The data Block Start
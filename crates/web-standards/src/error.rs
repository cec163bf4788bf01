use mcp_common::error::CommonError;
use mcp_common::mcp_api::{FieldViolation, ToolErrorKind, ToolErrorPayload};

use crate::model::Dataset;

#[derive(Debug, thiserror::Error)]
pub enum AppError {
    #[error(transparent)]
    Common(#[from] CommonError),

    #[error("config error: {0}")]
    Config(String),

    #[error("invalid {dataset} data: {message}")]
    InvalidData { dataset: Dataset, message: String },

    /// The dataset failed to load earlier and an empty stand-in is being served.
    #[error("{dataset} data is unavailable: the dataset failed to load")]
    Unavailable { dataset: Dataset },

    #[error("{what} not found: '{identifier}'{}", describe_hint(.suggestions, .hint.as_deref()))]
    NotFound {
        what: &'static str,
        identifier: String,
        suggestions: Vec<String>,
        hint: Option<String>,
    },

    #[error("'{identifier}' matches multiple {what}: {}. Use an exact identifier", .candidates.join(", "))]
    AmbiguousMatch {
        what: &'static str,
        identifier: String,
        candidates: Vec<String>,
    },

    #[error("invalid arguments: {}", describe_violations(.violations))]
    Validation { violations: Vec<FieldViolation> },
}

impl AppError {
    pub fn not_found(what: &'static str, identifier: &str, suggestions: Vec<String>) -> Self {
        Self::NotFound {
            what,
            identifier: identifier.to_string(),
            suggestions,
            hint: None,
        }
    }

    pub fn kind(&self) -> ToolErrorKind {
        match self {
            Self::NotFound { .. } => ToolErrorKind::NotFound,
            Self::AmbiguousMatch { .. } => ToolErrorKind::AmbiguousMatch,
            Self::Validation { .. } => ToolErrorKind::ValidationFailure,
            Self::Common(_) | Self::InvalidData { .. } | Self::Unavailable { .. } => {
                ToolErrorKind::LoadFailure
            }
            Self::Config(_) => ToolErrorKind::Internal,
        }
    }

    pub fn to_payload(&self) -> ToolErrorPayload {
        let (suggestions, candidates, violations) = match self {
            Self::NotFound { suggestions, .. } => (suggestions.clone(), Vec::new(), Vec::new()),
            Self::AmbiguousMatch { candidates, .. } => (Vec::new(), candidates.clone(), Vec::new()),
            Self::Validation { violations } => (Vec::new(), Vec::new(), violations.clone()),
            _ => (Vec::new(), Vec::new(), Vec::new()),
        };
        ToolErrorPayload {
            kind: self.kind(),
            message: self.to_string(),
            suggestions,
            candidates,
            violations,
        }
    }

    /// Serialized payload handed back through the tool-call boundary.
    pub fn into_tool_error(self) -> String {
        serde_json::to_string(&self.to_payload()).unwrap_or_else(|_| self.to_string())
    }
}

fn describe_hint(suggestions: &[String], hint: Option<&str>) -> String {
    match (suggestions.is_empty(), hint) {
        (false, _) => format!(". Did you mean: {}?", suggestions.join(", ")),
        (true, Some(hint)) => format!(". {hint}"),
        (true, None) => String::new(),
    }
}

fn describe_violations(violations: &[FieldViolation]) -> String {
    violations
        .iter()
        .map(|v| format!("{}: {}", v.field, v.message))
        .collect::<Vec<_>>()
        .join("; ")
}
use std::sync::Arc;

use tracing::debug;

use crate::cache::{DatasetCache, SpecIndex, SpecKeys};
use crate::error::AppError;
use crate::resolver;
use mcp_common::mcp_api::{MatchType, SpecSearchResult};

/// Words of two characters or fewer are ignored by the word-overlap rules.
const MIN_WORD_LEN: usize = 3;

pub struct SearchEngine {
    cache: Arc<DatasetCache>,
}

impl SearchEngine {
    pub fn new(cache: Arc<DatasetCache>) -> Self {
        Self { cache }
    }

    /// Ranked search. A query that is exactly a shortname or series name puts that record
    /// first with score 100, even when the alias alone would only score as a substring.
    pub async fn search(&self, query: &str, limit: usize) -> Result<Vec<SpecSearchResult>, AppError> {
        let index = self.cache.specifications().await?;
        let mut results = rank(&index, query, limit);

        if let Some(hit) = self.quick_resolve_by_shortname(query).await? {
            results.retain(|r| r.spec.shortname != hit.spec.shortname);
            results.insert(0, hit);
            results.truncate(limit);
        }

        debug!(query, limit, hits = results.len(), "spec search");
        Ok(results)
    }

    /// Exact shortname or series lookup, skipping scoring entirely.
    pub async fn quick_resolve_by_shortname(
        &self,
        shortname: &str,
    ) -> Result<Option<SpecSearchResult>, AppError> {
        let index = self.cache.specifications().await?;
        Ok(quick_resolve(&index, shortname))
    }
}

pub fn quick_resolve(index: &SpecIndex, shortname: &str) -> Option<SpecSearchResult> {
    resolver::resolve_exact(index, shortname).map(|spec| SpecSearchResult {
        spec: spec.summary(),
        match_type: MatchType::Shortname,
        score: 100.0,
    })
}

/// Scores every record against `query` and returns the best `limit` hits.
///
/// The sort is stable, so records with equal scores keep their listing order.
pub fn rank(index: &SpecIndex, query: &str, limit: usize) -> Vec<SpecSearchResult> {
    let query = query.trim().to_lowercase();
    if query.is_empty() || limit == 0 {
        return Vec::new();
    }
    let words: Vec<&str> = query
        .split_whitespace()
        .filter(|w| w.chars().count() >= MIN_WORD_LEN)
        .collect();

    let mut results: Vec<SpecSearchResult> = index
        .entries()
        .filter_map(|(spec, keys)| {
            score(keys, &query, &words).map(|(score, match_type)| SpecSearchResult {
                spec: spec.summary(),
                match_type,
                score,
            })
        })
        .collect();

    results.sort_by(|a, b| b.score.total_cmp(&a.score));
    results.truncate(limit);
    results
}

/// Shortname rules first, then title rules; the abstract is consulted only when neither
/// produced a score. `query` and `words` must already be lowercased.
fn score(keys: &SpecKeys, query: &str, words: &[&str]) -> Option<(f32, MatchType)> {
    let shortname = keys.shortname.as_str();
    if shortname == query {
        return Some((100.0, MatchType::Shortname));
    }
    if shortname.contains(query) {
        return Some((80.0, MatchType::Shortname));
    }
    if shortname.chars().count() > 3 && query.contains(shortname) {
        return Some((70.0, MatchType::Shortname));
    }

    let title = keys.title.as_str();
    if title == query {
        return Some((90.0, MatchType::Title));
    }
    if title.contains(query) {
        return Some((60.0, MatchType::Title));
    }
    if !words.is_empty() {
        let matched = count_present(words, title);
        if matched == words.len() {
            return Some((50.0, MatchType::Title));
        }
        if matched > 0 {
            return Some((30.0 + 20.0 * ratio(matched, words.len()), MatchType::Title));
        }
    }

    let text = keys.abstract_text.as_deref()?;
    if text.contains(query) {
        return Some((25.0, MatchType::Description));
    }
    if !words.is_empty() {
        let share = ratio(count_present(words, text), words.len());
        if share >= 0.5 {
            return Some((15.0 + 10.0 * share, MatchType::Description));
        }
    }
    None
}

fn count_present(words: &[&str], text: &str) -> usize {
    words.iter().filter(|w| text.contains(**w)).count()
}

fn ratio(matched: usize, total: usize) -> f32 {
    matched as f32 / total as f32
}

#[cfg(test)]
mod tests {
    use super::*;
    use crate::config::LoadFailurePolicy;
    use crate::test_support::{fixture_index, write_fixture_bundle};

    fn find<'a>(results: &'a [SpecSearchResult], shortname: &str) -> Option<&'a SpecSearchResult> {
        results.iter().find(|r| r.spec.shortname == shortname)
    }

    #[test]
    fn exact_shortname_scores_100() {
        let index = fixture_index();
        let results = rank(&index, "fetch", 20);
        assert_eq!(results[0].spec.shortname, "fetch");
        assert_eq!(results[0].score, 100.0);
        assert_eq!(results[0].match_type, MatchType::Shortname);
    }

    #[test]
    fn query_containing_shortname_scores_70() {
        let index = fixture_index();
        let results = rank(&index, "the fetch api specification", 20);
        let fetch = find(&results, "fetch").unwrap();
        assert_eq!(fetch.score, 70.0);
        assert_eq!(fetch.match_type, MatchType::Shortname);
    }

    #[test]
    fn short_shortnames_are_not_matched_inside_queries() {
        let index = fixture_index();
        // "dom" is only three characters, so the query-contains-shortname rule is skipped.
        let results = rank(&index, "random things", 20);
        assert!(find(&results, "dom").is_none());
    }

    #[test]
    fn shortname_and_title_rules() {
        let index = fixture_index();

        let results = rank(&index, "flexbox", 20);
        assert_eq!(find(&results, "css-flexbox-1").unwrap().score, 80.0);

        let results = rank(&index, "push api", 20);
        let push = find(&results, "push-api").unwrap();
        assert_eq!((push.score, push.match_type), (90.0, MatchType::Title));

        let results = rank(&index, "service worker", 20);
        let sw = find(&results, "service-workers-1").unwrap();
        assert_eq!((sw.score, sw.match_type), (60.0, MatchType::Title));
    }

    #[test]
    fn word_overlap_in_title() {
        let index = fixture_index();

        let results = rank(&index, "manifest application", 20);
        assert_eq!(find(&results, "appmanifest").unwrap().score, 50.0);

        // "layout" matches, "grid" does not: 30 + 20 * 1/2.
        let results = rank(&index, "grid layout", 20);
        let flexbox = find(&results, "css-flexbox-1").unwrap();
        assert_eq!((flexbox.score, flexbox.match_type), (40.0, MatchType::Title));
    }

    #[test]
    fn abstract_fallback() {
        let index = fixture_index();

        let results = rank(&index, "core markup language", 20);
        let html = find(&results, "html").unwrap();
        assert_eq!((html.score, html.match_type), (25.0, MatchType::Description));

        // "rendering" and "computation" found, "shaders" missing: 15 + 10 * 2/3.
        let results = rank(&index, "rendering computation shaders", 20);
        let gpu = find(&results, "webgpu").unwrap();
        assert_eq!(gpu.match_type, MatchType::Description);
        assert!((gpu.score - (15.0 + 10.0 * 2.0 / 3.0)).abs() < 1e-4);

        // Below half of the words: no match.
        let results = rank(&index, "rendering shaders pipelines", 20);
        assert!(find(&results, "webgpu").is_none());
    }

    #[test]
    fn results_are_sorted_and_limited() {
        let index = fixture_index();
        for query in ["service worker", "standard", "api", "css box"] {
            let results = rank(&index, query, 100);
            for pair in results.windows(2) {
                assert!(pair[0].score >= pair[1].score, "unsorted results for {query}");
            }
            for k in 0..4 {
                assert!(rank(&index, query, k).len() <= k);
            }
        }
        assert!(rank(&index, "fetch", 0).is_empty());

        let results = rank(&index, "service worker", 5);
        assert!(results.len() <= 5);
        assert!(matches!(results[0].match_type, MatchType::Shortname | MatchType::Title));
    }

    #[test]
    fn equal_scores_keep_listing_order() {
        let index = fixture_index();
        let results = rank(&index, "standard", 20);
        let order: Vec<&str> = results.iter().map(|r| r.spec.shortname.as_str()).collect();
        assert_eq!(order, vec!["fetch", "notifications", "html", "dom"]);
    }

    #[test]
    fn search_is_case_insensitive() {
        let index = fixture_index();
        for query in ["Service Worker", "the fetch api specification", "WebGPU"] {
            let lower = rank(&index, &query.to_lowercase(), 20);
            assert_eq!(rank(&index, query, 20), lower);
            assert_eq!(rank(&index, &query.to_uppercase(), 20), lower);
        }
    }

    #[test]
    fn blank_query_matches_nothing() {
        let index = fixture_index();
        assert!(rank(&index, "   ", 20).is_empty());
        assert!(rank(&index, "xyznonexistent123abc", 20).is_empty());
    }

    #[test]
    fn quick_resolve_uses_indices_only() {
        let index = fixture_index();
        for spec in index.all() {
            let hit = quick_resolve(&index, &spec.shortname).unwrap();
            assert_eq!(hit.spec, spec.summary());
            assert_eq!(hit.score, 100.0);
            assert_eq!(hit.match_type, MatchType::Shortname);
        }
        assert_eq!(
            quick_resolve(&index, "service-workers").unwrap().spec.shortname,
            "service-workers-2"
        );
        assert!(quick_resolve(&index, "workers").is_none());
    }

    #[tokio::test]
    async fn engine_reads_through_cache() {
        let dir = write_fixture_bundle();
        let cache = Arc::new(DatasetCache::new(dir.path(), LoadFailurePolicy::Fail));
        let engine = SearchEngine::new(Arc::clone(&cache));

        let results = engine.search("fetch", 20).await.unwrap();
        assert_eq!(results[0].spec.shortname, "fetch");
        assert_eq!(results.iter().filter(|r| r.spec.shortname == "fetch").count(), 1);

        // Both versions contain the alias; the series' current version is promoted.
        let results = engine.search("Service-Workers", 20).await.unwrap();
        assert_eq!(results[0].spec.shortname, "service-workers-2");
        assert_eq!(results[0].score, 100.0);
        assert_eq!(results[1].spec.shortname, "service-workers-1");
        assert_eq!(results[1].score, 80.0);
        assert_eq!(results.len(), 2);
        assert_eq!(engine.search("service-workers", 1).await.unwrap().len(), 1);
        let hit = engine.quick_resolve_by_shortname("fetch").await.unwrap().unwrap();
        assert_eq!(hit.score, 100.0);
        assert!(engine.quick_resolve_by_shortname("nope").await.unwrap().is_none());
    }
}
The data Block End
## Assignment
Filter the preceding entries down to the lines with "resolver".

## Expected answer
use crate::resolver;
    resolver::resolve_exact(index, shortname).map(|spec| SpecSearchResult {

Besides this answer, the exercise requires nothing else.